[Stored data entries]
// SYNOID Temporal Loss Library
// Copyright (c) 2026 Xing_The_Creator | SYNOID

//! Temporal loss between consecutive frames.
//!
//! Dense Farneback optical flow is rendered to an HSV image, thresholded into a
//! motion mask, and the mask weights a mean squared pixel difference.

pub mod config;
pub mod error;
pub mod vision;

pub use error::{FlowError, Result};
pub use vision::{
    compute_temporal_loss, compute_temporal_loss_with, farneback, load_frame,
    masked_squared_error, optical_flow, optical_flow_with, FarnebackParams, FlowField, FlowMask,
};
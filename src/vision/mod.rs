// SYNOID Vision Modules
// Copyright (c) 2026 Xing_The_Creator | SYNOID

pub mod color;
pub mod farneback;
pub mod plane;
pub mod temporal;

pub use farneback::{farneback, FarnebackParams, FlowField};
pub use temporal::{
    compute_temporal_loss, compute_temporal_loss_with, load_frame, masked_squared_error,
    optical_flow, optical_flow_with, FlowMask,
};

** What you will do **
Quote verbatim the line containing "pub mod temporal;" and every line after it through the end of the records above.

** Exercise response **
pub mod temporal;

pub use farneback::{farneback, FarnebackParams, FlowField};
pub use temporal::{
    compute_temporal_loss, compute_temporal_loss_with, load_frame, masked_squared_error,
    optical_flow, optical_flow_with, FlowMask,
};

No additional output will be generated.